Carrianne Ekberg, 37, a social media consultant in Gig Harbor, Washington, said she has not received that kind of sensitivity from her health care providers. She tested positive for the coronavirus April 1 and still has times when the shortness of breath and back pain she experienced when she first tested positive return. She also still has days where she is so fatigued, she can’t get out of bed. But doctors have said there is nothing they can do for her and have suggested perhaps she caught another virus on top of the coronavirus or is suffering from anxiety.
“I know they’re probably under a lot of stress and seeing a lot of patients, but it’s so easy to just write, ‘You’re probably going to be okay, this seems to be normal, don’t worry about it, let’s talk again in a few months, keep me posted,’” she said. “That is the type of response I think COVID survivors want to hear, not ‘you have another virus’ or ‘you need to seek mental health help because you’re probably crazy.’”
Avoiding implicit bias
To combat unconscious biases that can affect treatment, clinicians typically are given protocols to follow — checklists to run through to make sure they don’t miss a diagnosis, said Dr. Melissa Simon, a professor of obstetrics and gynecology and the director of the Center for Health Equity Transformation at the Northwestern University Feinberg School of Medicine. When someone goes into the emergency room with chest pains, for example, there is an exhaustive list of laboratory tests that need to be ordered and vital signs that need to be checked to run through possible diagnoses.

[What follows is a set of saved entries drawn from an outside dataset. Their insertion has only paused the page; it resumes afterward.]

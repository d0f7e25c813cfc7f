use anyhow::{Result, anyhow};
use serde::{Deserialize, Serialize};
use std::fmt;
use std::str::FromStr;

/// Candle intervals the signal service knows how to fetch and schedule
#[derive(Debug, Clone, Copy, PartialEq, Eq, Hash, PartialOrd, Ord, Serialize, Deserialize)]
pub enum Timeframe {
    OneMin,
    FiveMin,
    FifteenMin,
    OneHour,
    FourHour,
    OneDay,
}

impl Timeframe {
    /// Returns the duration of this timeframe in minutes
    pub fn to_minutes(&self) -> usize {
        match self {
            Timeframe::OneMin => 1,
            Timeframe::FiveMin => 5,
            Timeframe::FifteenMin => 15,
            Timeframe::OneHour => 60,
            Timeframe::FourHour => 240,
            Timeframe::OneDay => 1440,
        }
    }

    /// Returns the duration in milliseconds
    pub fn to_millis(&self) -> i64 {
        (self.to_minutes() * 60_000) as i64
    }

    /// Converts to Bybit v5 kline interval string
    pub fn to_bybit_string(&self) -> &'static str {
        match self {
            Timeframe::OneMin => "1",
            Timeframe::FiveMin => "5",
            Timeframe::FifteenMin => "15",
            Timeframe::OneHour => "60",
            Timeframe::FourHour => "240",
            Timeframe::OneDay => "D",
        }
    }

    /// Fast timeframes are polled more often than slow ones
    pub fn is_fast(&self) -> bool {
        self.to_minutes() <= 15
    }

    /// Returns all available timeframes in ascending order
    pub fn all() -> Vec<Timeframe> {
        vec![
            Timeframe::OneMin,
            Timeframe::FiveMin,
            Timeframe::FifteenMin,
            Timeframe::OneHour,
            Timeframe::FourHour,
            Timeframe::OneDay,
        ]
    }

    /// Returns the start timestamp (ms) of the period containing the given timestamp
    pub fn period_start(&self, timestamp_ms: i64) -> i64 {
        timestamp_ms - timestamp_ms.rem_euclid(self.to_millis())
    }
}

impl FromStr for Timeframe {
    type Err = anyhow::Error;

    fn from_str(s: &str) -> Result<Self> {
        match s.trim().to_lowercase().as_str() {
            "1" | "1m" | "1min" => Ok(Timeframe::OneMin),
            "5" | "5m" | "5min" => Ok(Timeframe::FiveMin),
            "15" | "15m" | "15min" => Ok(Timeframe::FifteenMin),
            "60" | "1h" | "1hour" => Ok(Timeframe::OneHour),
            "240" | "4h" | "4hour" => Ok(Timeframe::FourHour),
            "d" | "1d" | "1day" => Ok(Timeframe::OneDay),
            _ => Err(anyhow!(
                "Invalid timeframe: '{}'. Valid options: 1, 5, 15, 60, 240, D (or 5m, 1h, 4h, ...)",
                s
            )),
        }
    }
}

impl fmt::Display for Timeframe {
    fn fmt(&self, f: &mut fmt::Formatter<'_>) -> fmt::Result {
        write!(f, "{}", self.to_bybit_string())
    }
}
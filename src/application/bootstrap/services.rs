use std::sync::Arc;
use tracing::{info, warn};

use crate::application::pipeline::{CycleOrchestrator, MtfContextBuilder};
use crate::config::Config;
use crate::domain::ports::{CandleSource, SignalNotifier, StructureGate};
use crate::domain::signals::final_candle::MaxImpulseSelector;
use crate::infrastructure::{
    BybitCandleSource, FallbackCandleSource, LiquidityRangeGate, StaticPrecisionTable,
    SyntheticCandleSource, TracingNotifier,
};

pub struct ServicesHandle {
    pub candle_source: Arc<dyn CandleSource>,
    pub gate: Arc<dyn StructureGate>,
    pub orchestrator: Arc<CycleOrchestrator>,
    pub notifier: Arc<dyn SignalNotifier>,
}

pub struct ServicesBootstrap;

impl ServicesBootstrap {
    /// Wires the candle source, gate and pipeline from the configuration.
    ///
    /// The gate and the MTF builder share the signal source, so an offline run
    /// is offline end to end.
    pub fn init(config: &Config) -> ServicesHandle {
        let source_config = &config.source;
        if source_config.offline {
            warn!("Offline mode: every candle batch is synthetic");
        }

        let live: Arc<dyn CandleSource> = Arc::new(BybitCandleSource::new(
            source_config.bybit_base_url.clone(),
            source_config.http_max_retries,
        ));
        let candle_source: Arc<dyn CandleSource> = Arc::new(FallbackCandleSource::new(
            live,
            SyntheticCandleSource::new(source_config.synthetic_seed),
            source_config.offline,
        ));

        let gate: Arc<dyn StructureGate> = Arc::new(LiquidityRangeGate::new(
            candle_source.clone(),
            config.engine.gate.clone(),
        ));

        let precision = Arc::new(StaticPrecisionTable::new(
            config.service.price_decimals.clone(),
            config.service.default_price_decimals,
        ));

        let orchestrator = Arc::new(CycleOrchestrator::new(
            candle_source.clone(),
            gate.clone(),
            MtfContextBuilder::new(candle_source.clone(), config.service.mtf_timeframes.clone()),
            Arc::new(MaxImpulseSelector::new(config.engine.snapshot.window)),
            precision,
            config.engine.pipeline(),
        ));

        info!(
            "Services ready: source={} gate_tf={} mtf={:?}",
            if source_config.offline { "synthetic" } else { source_config.bybit_base_url.as_str() },
            config.engine.gate.timeframe,
            config.service.mtf_timeframes
        );

        ServicesHandle {
            candle_source,
            gate,
            orchestrator,
            notifier: Arc::new(TracingNotifier::new()),
        }
    }
}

With the coronavirus, and the problems it is causing long term, there is not yet a protocol to follow, Simon said.
“We are constructing that list and that differential as we are literally flying the airplane,” she said.

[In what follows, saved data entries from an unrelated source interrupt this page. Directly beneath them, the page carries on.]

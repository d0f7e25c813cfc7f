use super::engine::{ZoneEngine, ZoneSnapshot};
use super::zone::{ZoneConfig, ZoneEvent};
use crate::domain::market::candle::{Candle, SeriesKey};
use std::collections::HashMap;

/// Owns one zone engine per (symbol, timeframe).
///
/// The registry is a plain value handed to whatever drives the scheduling loop.
/// Keying by `SeriesKey` is what guarantees a single active zone per series.
#[derive(Debug, Default)]
pub struct ZoneRegistry {
    config: ZoneConfig,
    engines: HashMap<SeriesKey, ZoneEngine>,
}

impl ZoneRegistry {
    pub fn new(config: ZoneConfig) -> Self {
        Self {
            config,
            engines: HashMap::new(),
        }
    }

    /// Creates an engine for each key that does not have one yet
    pub fn with_keys(config: ZoneConfig, keys: impl IntoIterator<Item = SeriesKey>) -> Self {
        let mut registry = Self::new(config);
        for key in keys {
            registry.engine_mut(&key);
        }
        registry
    }

    pub fn engine_mut(&mut self, key: &SeriesKey) -> &mut ZoneEngine {
        let config = &self.config;
        self.engines
            .entry(key.clone())
            .or_insert_with(|| ZoneEngine::new(key.clone(), config.clone()))
    }

    pub fn get(&self, key: &SeriesKey) -> Option<&ZoneEngine> {
        self.engines.get(key)
    }

    /// Feeds a candle window to the engine of `key`, creating it on first use
    pub fn advance(&mut self, key: &SeriesKey, candles: &[Candle]) -> Vec<ZoneEvent> {
        self.engine_mut(key).advance(candles)
    }

    /// Replaces the engine of a key with one rebuilt from a persisted snapshot
    pub fn restore(&mut self, snapshot: ZoneSnapshot) {
        let engine = ZoneEngine::restore(self.config.clone(), snapshot);
        self.engines.insert(engine.key().clone(), engine);
    }

    pub fn snapshots(&self) -> Vec<ZoneSnapshot> {
        let mut out: Vec<ZoneSnapshot> = self.engines.values().map(ZoneEngine::snapshot).collect();
        out.sort_by(|a, b| a.key.cmp(&b.key));
        out
    }

    pub fn keys(&self) -> Vec<SeriesKey> {
        let mut keys: Vec<SeriesKey> = self.engines.keys().cloned().collect();
        keys.sort();
        keys
    }

    pub fn len(&self) -> usize {
        self.engines.len()
    }

    pub fn is_empty(&self) -> bool {
        self.engines.is_empty()
    }

    /// Hands every engine out by value, e.g. to one worker task per key
    pub fn into_engines(self) -> Vec<ZoneEngine> {
        let mut engines: Vec<ZoneEngine> = self.engines.into_values().collect();
        engines.sort_by(|a, b| a.key().cmp(b.key()));
        engines
    }
}
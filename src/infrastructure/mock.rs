use crate::domain::market::candle::{Candle, CandleBatch, DataHealth, SeriesKey};
use crate::domain::market::timeframe::Timeframe;
use crate::domain::ports::{CandleSource, SignalNotifier, StructureGate};
use crate::domain::signals::types::{GateContext, SignalContract};
use crate::domain::zones::ZoneEvent;
use anyhow::Result;
use async_trait::async_trait;
use std::collections::HashMap;
use std::sync::Arc;
use tokio::sync::RwLock;
use tracing::debug;

/// Candle source serving series set by the caller.
///
/// `fetch` returns the newest `limit` candles of the series; a key without a
/// series, or one marked failing, returns an error like a dead exchange would.
#[derive(Clone)]
pub struct MockCandleSource {
    series: Arc<RwLock<HashMap<SeriesKey, Vec<Candle>>>>,
    failing: Arc<RwLock<bool>>,
    health: DataHealth,
    calls: Arc<RwLock<usize>>,
}

impl Default for MockCandleSource {
    fn default() -> Self {
        Self::with_health(DataHealth::Live)
    }
}

impl MockCandleSource {
    pub fn new() -> Self {
        Self::default()
    }

    /// Batches come back tagged as synthetic
    pub fn synthetic() -> Self {
        Self::with_health(DataHealth::Synthetic)
    }

    fn with_health(health: DataHealth) -> Self {
        Self {
            series: Arc::new(RwLock::new(HashMap::new())),
            failing: Arc::new(RwLock::new(false)),
            health,
            calls: Arc::new(RwLock::new(0)),
        }
    }

    pub async fn set_series(&self, symbol: &str, timeframe: Timeframe, candles: Vec<Candle>) {
        self.series
            .write()
            .await
            .insert(SeriesKey::new(symbol, timeframe), candles);
    }

    /// Appends bars to an existing series, creating it if needed
    pub async fn push_candles(&self, symbol: &str, timeframe: Timeframe, candles: Vec<Candle>) {
        self.series
            .write()
            .await
            .entry(SeriesKey::new(symbol, timeframe))
            .or_default()
            .extend(candles);
    }

    pub async fn set_failing(&self, failing: bool) {
        *self.failing.write().await = failing;
    }

    pub async fn calls(&self) -> usize {
        *self.calls.read().await
    }
}

#[async_trait]
impl CandleSource for MockCandleSource {
    async fn fetch(&self, symbol: &str, timeframe: Timeframe, limit: usize) -> Result<CandleBatch> {
        *self.calls.write().await += 1;
        if *self.failing.read().await {
            anyhow::bail!("MockCandleSource: simulated outage for {}/{}", symbol, timeframe);
        }

        let series = self.series.read().await;
        let candles = series
            .get(&SeriesKey::new(symbol, timeframe))
            .ok_or_else(|| anyhow::anyhow!("MockCandleSource: no series for {}/{}", symbol, timeframe))?;

        let start = candles.len().saturating_sub(limit);
        debug!(
            "MockCandleSource [{}/{}]: serving {} candles",
            symbol,
            timeframe,
            candles.len() - start
        );
        Ok(CandleBatch {
            candles: candles[start..].to_vec(),
            health: self.health,
        })
    }
}

/// Gate answering a fixed context, or failing when none is set
#[derive(Clone)]
pub struct MockStructureGate {
    context: Arc<RwLock<Option<GateContext>>>,
}

impl MockStructureGate {
    pub fn new(context: GateContext) -> Self {
        Self {
            context: Arc::new(RwLock::new(Some(context))),
        }
    }

    pub fn unavailable() -> Self {
        Self {
            context: Arc::new(RwLock::new(None)),
        }
    }

    pub async fn set_context(&self, context: Option<GateContext>) {
        *self.context.write().await = context;
    }
}

#[async_trait]
impl StructureGate for MockStructureGate {
    async fn check(&self, symbol: &str) -> Result<GateContext> {
        self.context
            .read()
            .await
            .ok_or_else(|| anyhow::anyhow!("MockStructureGate: no context for {}", symbol))
    }
}

/// Notifier keeping everything it was sent
#[derive(Clone, Default)]
pub struct RecordingNotifier {
    pub signals: Arc<RwLock<Vec<SignalContract>>>,
    pub zone_events: Arc<RwLock<Vec<ZoneEvent>>>,
}

impl RecordingNotifier {
    pub fn new() -> Self {
        Self::default()
    }
}

#[async_trait]
impl SignalNotifier for RecordingNotifier {
    async fn notify_signal(&self, signal: &SignalContract) -> Result<()> {
        self.signals.write().await.push(signal.clone());
        Ok(())
    }

    async fn notify_zone_event(&self, event: &ZoneEvent) -> Result<()> {
        self.zone_events.write().await.push(event.clone());
        Ok(())
    }
}

#[cfg(test)]
mod tests {
    use super::*;
    use crate::domain::signals::types::{Bias, GatePosition};
    use rust_decimal_macros::dec;

    fn candles(n: i64) -> Vec<Candle> {
        (0..n)
            .map(|i| Candle::new(i * 60_000, dec!(1), dec!(2), dec!(0.5), dec!(1.5)))
            .collect()
    }

    #[tokio::test]
    async fn test_source_serves_tail_and_fails_on_demand() {
        let source = MockCandleSource::new();
        source.set_series("ADAUSDT", Timeframe::OneMin, candles(10)).await;

        let batch = source.fetch("ADAUSDT", Timeframe::OneMin, 3).await.unwrap();
        assert_eq!(batch.candles.len(), 3);
        assert_eq!(batch.candles[0].timestamp, 7 * 60_000);
        assert_eq!(batch.health, DataHealth::Live);

        assert!(source.fetch("ADAUSDT", Timeframe::FiveMin, 3).await.is_err());

        source.set_failing(true).await;
        assert!(source.fetch("ADAUSDT", Timeframe::OneMin, 3).await.is_err());
        assert_eq!(source.calls().await, 3);
    }

    #[tokio::test]
    async fn test_gate_switches_context() {
        let gate = MockStructureGate::new(GateContext {
            pass: true,
            position: GatePosition::Inside,
            bias: Bias::Long,
        });
        assert!(gate.check("X").await.unwrap().pass);

        gate.set_context(None).await;
        assert!(gate.check("X").await.is_err());
    }
}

Still, it is within a patient’s rights to ask a doctor why they arrived at the conclusion they did, or to inquire what other diagnoses were ruled out, she added.
Simon said it did not surprise her that women with long-term coronavirus symptoms were having a hard time getting doctors to believe them.
“There are long-standing biases that are omnipresent,” she said.
And while it’s hard when a coronavirus patient is already stressed from being sick, “we have to acknowledge that what the patient is telling us is real, and we have to seek to understand how best to address it,” she said.
Court, the Oregon makeup artist, has been hesitant to contact doctors again after they dismissed so many of her symptoms. Her situation has been compounded by the fact that she never got a positive COVID-19 test: When she first got sick in March, several days after close contact with a woman at work who was sneezing and coughing and had just returned from Italy, then a coronavirus hot spot, her doctor repeatedly refused to give her a test, saying the state did not have the testing capacity. By the time Court arranged to pay for one out of pocket from a private company one month later, the result was negative; she is still certain that she, as well as her husband and two kids, had the coronavirus nonetheless.
The rest of Court’s family has since recovered, but she lives in a state of unknown with her health. Some days, she loses her breath doing household activities, or gets a fever that tops 100 F; on other days, she feels OK. This makes it difficult for her to commit to work. A runner, she is no longer training for a half-marathon like she was before she got sick, and now finds herself panting even from a walk in the woods with her family.
“I have to remind myself I’m not making this up.”
But what has been most frustrating to her is that doctors have doubted her so many times that she has started to doubt herself. Her husband, a former Army combat medic, has been a reality check, reminding her how severe her symptoms are and how many nights she has feared she will die in her sleep.
“I have to remind myself I’m not making this up,” Court said.
She feels the political debates across the U.S. over the coronavirus are making it even harder for patients to be believed.
“Everybody is in this state of questioning reality,” she said. “From the get-go, this country has been gaslit about COVID, and now on an individual level, patients are being gaslit.”